Dr. Jon Belof
Seminar Information
IN PERSON ONLY
The interaction of shockwaves at material interfaces of differing impedance results in an inherently unstable dynamical trajectory, with non-linear growth of perturbations and subsequent jetting occurring in chaotic fashion owing to the well-known Richtmyer-Meshkov instability (RMI). There are very few known solutions to preventing the formation of RMI and even partial progress toward its stabilization would enable many important applications, such as more effective mining and energy exploration, aerospace engineering and inertial confinement fusion. Beginning with Onsager (“Statistical Hydrodynamics”, 1949), and further developed through more modern treatments, the field dynamics that generate and sustain this instability have been mathematically described in an equivalent form whereby a symplectic, Hamiltonian system of N point vortices can interact and evolve through equation of motion. In this alternate picture, the time propagation of the field (and the baroclinic forces that generate instability) is projected into a reduced order form with vortex evolution as the key quantity of interest, but at the expense of non-linear complexity. Through application of new machine learning workflows, coupled to simulated hydrodynamics, we show that there exist solutions to the problem of RMI in which the vortices at the interface can be destroyed, a concept that we denote as the Annihilation of Vortical Flow (AVF). The engineered solutions, found via ML hydrodynamic design optimization, are generated via special drive conditions that have been manufactured with modern additive techniques. While the supercomputing resources necessary to apply hydrodynamic design optimization are massive, it has been found that the solution space for stabilization of RMI is surprisingly large. Techniques for the generation of tailored shockwaves in the laboratory, via both controlled impact and explosive drives, will also be presented.
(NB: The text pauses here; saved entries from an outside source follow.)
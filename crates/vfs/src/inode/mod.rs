//! INode primitives for the virtual filesystem.
//!
//! This module provides the core data structures for representing files,
//! directories, and symlinks, and the arena that owns them.

mod dir;
mod file;
mod namespace;
mod symlink;
mod types;

pub use dir::INodeDir;
pub use file::INodeFile;
pub use namespace::Namespace;
pub use symlink::INodeSymlink;
pub use types::{INode, INodeData, INodeId, INodeType, ROOT_INODE};
//! Error types for the VFS crate.

use std::fmt;

use serde::{Deserialize, Serialize};
use thiserror::Error;

use crate::inode::INodeId;

/// Stable, matchable error code carried by every [`VfsError`].
///
/// Callers should branch on the code rather than on the rendered message.
#[derive(Debug, Clone, Copy, PartialEq, Eq, Hash, Serialize, Deserialize)]
pub enum ErrorCode {
    /// A path segment does not exist.
    NotFound,
    /// A directory was required but something else was found.
    NotADirectory,
    /// `readlink` on something that is not a symlink.
    NotASymlink,
    /// The symlink expansion bound was exceeded.
    SymlinkLoop,
    /// The name already exists in the target directory.
    AlreadyExists,
    /// A file operation was attempted on a directory.
    IsADirectory,
    /// The directory still has entries.
    DirectoryNotEmpty,
    /// The path or name is malformed for the requested operation.
    InvalidPath,
    /// The root directory cannot be removed or moved.
    Busy,
    /// The operation was cancelled cooperatively.
    Cancelled,
    /// A file cannot grow to the requested length.
    FileTooLarge,
    /// An aggregated size does not fit in 64 bits.
    Overflow,
}

impl ErrorCode {
    /// Stable name of the code.
    pub fn as_str(&self) -> &'static str {
        match self {
            ErrorCode::NotFound => "NotFound",
            ErrorCode::NotADirectory => "NotADirectory",
            ErrorCode::NotASymlink => "NotASymlink",
            ErrorCode::SymlinkLoop => "SymlinkLoop",
            ErrorCode::AlreadyExists => "AlreadyExists",
            ErrorCode::IsADirectory => "IsADirectory",
            ErrorCode::DirectoryNotEmpty => "DirectoryNotEmpty",
            ErrorCode::InvalidPath => "InvalidPath",
            ErrorCode::Busy => "Busy",
            ErrorCode::Cancelled => "Cancelled",
            ErrorCode::FileTooLarge => "FileTooLarge",
            ErrorCode::Overflow => "Overflow",
        }
    }

    /// Historical POSIX errno name for the code (e.g. `ENOENT`).
    pub fn errno(&self) -> &'static str {
        match self {
            ErrorCode::NotFound => "ENOENT",
            ErrorCode::NotADirectory => "ENOTDIR",
            ErrorCode::NotASymlink => "EINVAL",
            ErrorCode::SymlinkLoop => "ELOOP",
            ErrorCode::AlreadyExists => "EEXIST",
            ErrorCode::IsADirectory => "EISDIR",
            ErrorCode::DirectoryNotEmpty => "ENOTEMPTY",
            ErrorCode::InvalidPath => "EINVAL",
            ErrorCode::Busy => "EBUSY",
            ErrorCode::Cancelled => "ECANCELED",
            ErrorCode::FileTooLarge => "EFBIG",
            ErrorCode::Overflow => "EOVERFLOW",
        }
    }
}

impl fmt::Display for ErrorCode {
    fn fmt(&self, f: &mut fmt::Formatter<'_>) -> fmt::Result {
        f.write_str(self.as_str())
    }
}

/// Errors that can occur during VFS operations.
#[derive(Debug, Clone, PartialEq, Eq, Error)]
pub enum VfsError {
    /// Path segment absent.
    #[error("No such file or directory: {path}")]
    NotFound {
        /// The path being resolved.
        path: String,
    },

    /// Expected a directory.
    #[error("Not a directory: {path}")]
    NotADirectory {
        /// The path being resolved.
        path: String,
    },

    /// `readlink` target is not a symlink.
    #[error("Not a symbolic link: {path}")]
    NotASymlink {
        /// The path passed to readlink.
        path: String,
    },

    /// Too many symlink expansions while resolving a path.
    #[error("Too many levels of symbolic links resolving {path} (limit {limit})")]
    SymlinkLoop {
        /// The path being resolved.
        path: String,
        /// The expansion bound that was exceeded.
        limit: usize,
    },

    /// A followed symlink leads back into a directory already being walked.
    #[error("Symbolic link cycle through directory: {path}")]
    SymlinkCycle {
        /// The path where the cycle was detected.
        path: String,
    },

    /// Duplicate name on insert.
    #[error("File exists: {path}")]
    AlreadyExists {
        /// The path (or name) that already exists.
        path: String,
    },

    /// File operation on a directory.
    #[error("Is a directory: {path}")]
    IsADirectory {
        /// The offending path.
        path: String,
    },

    /// Directory still has entries.
    #[error("Directory not empty: {path}")]
    DirectoryNotEmpty {
        /// The directory path.
        path: String,
    },

    /// Malformed path or name.
    #[error("Invalid path {path}: {reason}")]
    InvalidPath {
        /// The offending path.
        path: String,
        /// Why it was rejected.
        reason: String,
    },

    /// The root cannot be removed or moved.
    #[error("Resource busy: {path}")]
    Busy {
        /// The offending path.
        path: String,
    },

    /// Requested file length cannot be held in memory.
    #[error("File too large: {path} ({len} bytes requested)")]
    FileTooLarge {
        /// The file path.
        path: String,
        /// The requested length.
        len: u64,
    },

    /// A size sum exceeded `u64::MAX`.
    #[error("Value too large: size of {path} overflows")]
    Overflow {
        /// The path whose aggregate overflowed.
        path: String,
    },

    /// Inode id no longer present in the arena.
    #[error("Inode not found: {0}")]
    InodeNotFound(INodeId),

    /// Inode is not a directory.
    #[error("Inode is not a directory: {0}")]
    InodeNotADirectory(INodeId),

    /// Traversal cancelled between steps.
    #[error("Operation cancelled")]
    Cancelled,
}

impl VfsError {
    /// Create a `NotFound` error.
    pub fn not_found(path: impl Into<String>) -> Self {
        Self::NotFound { path: path.into() }
    }

    /// Create a `NotADirectory` error.
    pub fn not_a_directory(path: impl Into<String>) -> Self {
        Self::NotADirectory { path: path.into() }
    }

    /// Create an `AlreadyExists` error.
    pub fn already_exists(path: impl Into<String>) -> Self {
        Self::AlreadyExists { path: path.into() }
    }

    /// Create an `IsADirectory` error.
    pub fn is_a_directory(path: impl Into<String>) -> Self {
        Self::IsADirectory { path: path.into() }
    }

    /// Create an `InvalidPath` error.
    ///
    /// # Arguments
    /// * `path` - The rejected path
    /// * `reason` - Human readable reason
    pub fn invalid_path(path: impl Into<String>, reason: impl Into<String>) -> Self {
        Self::InvalidPath {
            path: path.into(),
            reason: reason.into(),
        }
    }

    /// The matchable code for this error.
    ///
    /// Inode-level variants map onto the path-level code they correspond to.
    pub fn code(&self) -> ErrorCode {
        match self {
            VfsError::NotFound { .. } | VfsError::InodeNotFound(_) => ErrorCode::NotFound,
            VfsError::NotADirectory { .. } | VfsError::InodeNotADirectory(_) => {
                ErrorCode::NotADirectory
            }
            VfsError::NotASymlink { .. } => ErrorCode::NotASymlink,
            VfsError::SymlinkLoop { .. } | VfsError::SymlinkCycle { .. } => {
                ErrorCode::SymlinkLoop
            }
            VfsError::AlreadyExists { .. } => ErrorCode::AlreadyExists,
            VfsError::IsADirectory { .. } => ErrorCode::IsADirectory,
            VfsError::DirectoryNotEmpty { .. } => ErrorCode::DirectoryNotEmpty,
            VfsError::InvalidPath { .. } => ErrorCode::InvalidPath,
            VfsError::Busy { .. } => ErrorCode::Busy,
            VfsError::Cancelled => ErrorCode::Cancelled,
            VfsError::FileTooLarge { .. } => ErrorCode::FileTooLarge,
            VfsError::Overflow { .. } => ErrorCode::Overflow,
        }
    }

    /// Check if this is a "not found" error.
    pub fn is_not_found(&self) -> bool {
        self.code() == ErrorCode::NotFound
    }

    /// Attach a path to an inode-level error raised by the namespace.
    ///
    /// Path-level errors are returned unchanged.
    pub(crate) fn at_path(self, path: &str) -> Self {
        match self {
            VfsError::InodeNotFound(_) => VfsError::not_found(path),
            VfsError::InodeNotADirectory(_) => VfsError::not_a_directory(path),
            VfsError::AlreadyExists { .. } => VfsError::already_exists(path),
            VfsError::DirectoryNotEmpty { .. } => VfsError::DirectoryNotEmpty {
                path: path.to_string(),
            },
            other => other,
        }
    }
}
//! Directory listings.

use futures::future::{BoxFuture, FutureExt};
use rusty_memfs_vfs::path::join_path;
use rusty_memfs_vfs::{FsPrimitives, INodeType, Metadata, VfsError};
use serde::Serialize;

/// One listed directory entry.
#[derive(Debug, Clone, PartialEq, Eq, Serialize)]
pub struct LsEntry {
    /// Entry name within its directory.
    pub name: String,
    /// Kind of the entry itself (symlinks are not followed).
    pub kind: INodeType,
    /// `lstat` size of the entry.
    pub size: u64,
    /// Nested listing, only for directories in a recursive listing.
    #[serde(skip_serializing_if = "Option::is_none")]
    pub contents: Option<Vec<LsEntry>>,
}

/// List the directory at `path` in listing order.
///
/// Symlinked directories are reported as symlinks and never descended into.
///
/// # Arguments
/// * `fs` - Primitives to read through
/// * `path` - Directory to list (a symlink to a directory is followed)
/// * `recursive` - Fill `contents` for every nested directory
///
/// # Errors
/// `NotADirectory` if `path` is not a directory, or any primitive failure.
pub fn list_dir<P>(
    fs: &P,
    path: String,
    recursive: bool,
) -> BoxFuture<'_, Result<Vec<LsEntry>, VfsError>>
where
    P: FsPrimitives + ?Sized,
{
    async move {
        let names: Vec<String> = fs.readdir(&path).await?;
        let mut entries: Vec<LsEntry> = Vec::with_capacity(names.len());

        for name in names {
            let child: String = join_path(&path, &name);
            let meta: Metadata = fs.lstat(&child).await?;
            let contents: Option<Vec<LsEntry>> = if recursive && meta.is_dir() {
                Some(list_dir(fs, child, true).await?)
            } else {
                None
            };
            entries.push(LsEntry {
                name,
                kind: meta.kind,
                size: meta.size,
                contents,
            });
        }

        Ok(entries)
    }
    .boxed()
}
Jon Belof is Group Leader of Material Dynamics and Kinetics in the Materials Science Division, Physical and Life Sciences Directorate, where he leads a team of >30 staff and postdocs in areas of simulation, experiment and prototyping. He is PI for the WCI and GS-sponsored LDRD Strategic Initiative, Project DarkStar, that is discovering new mechanisms for the enhanced control over dynamic material deformation, leveraging advanced machine learning methods coupled to next-generation hydrocodes and informed by complex hydrodynamic experiments. Since 2018, Jon is also a group leader in the Energetic Materials Center, responsible for strategic direction, staffing and academic engagement. From 2018-2021, Belof led the Equation of State and Materials Theory program within the Advanced Simulation and Computing area for WPD and is project lead for Phase Transition Kinetics within the Physics and Engineering Models program. His areas of scientific interest in PLS include material self-assembly, matter at extreme conditions, shock wave compression of condensed matter, non-equilibrium physics and complex hydrodynamics. He has served as PI for multiple projects in dynamic material response and high energy density science, the Large-Scale Computing Initiative, Exascale Grand Challenge (ATCC), projects in Global Security and LDRD. From 1995-2005, Jon’s professional role was to provide technical leadership in the corporate/startup world, including as 9th employee of the national security company NETSEC, Inc. Jon earned his B.A. in Chemistry (2005) and Ph.D. (2009) in Physical Chemistry from the University of South Florida and then was a postdoctoral researcher working with Draper Laboratory on nanomaterials for the detection of chemical weapons. In 2010, Jon went on to study high energy density physics as a postdoc at LLNL, going on to design many experiments that would be fielded at JASPER, NIF, Omega/LLE and pulsed power facilities. Belof has been the recipient of the Presidential Early Career Award (2017), Kavli Fellow of the U.S. National Academy of Sciences (2019), NNSA Defense Programs Award of Excellence (2019) and Distinguished Alumni Award from USF (2020).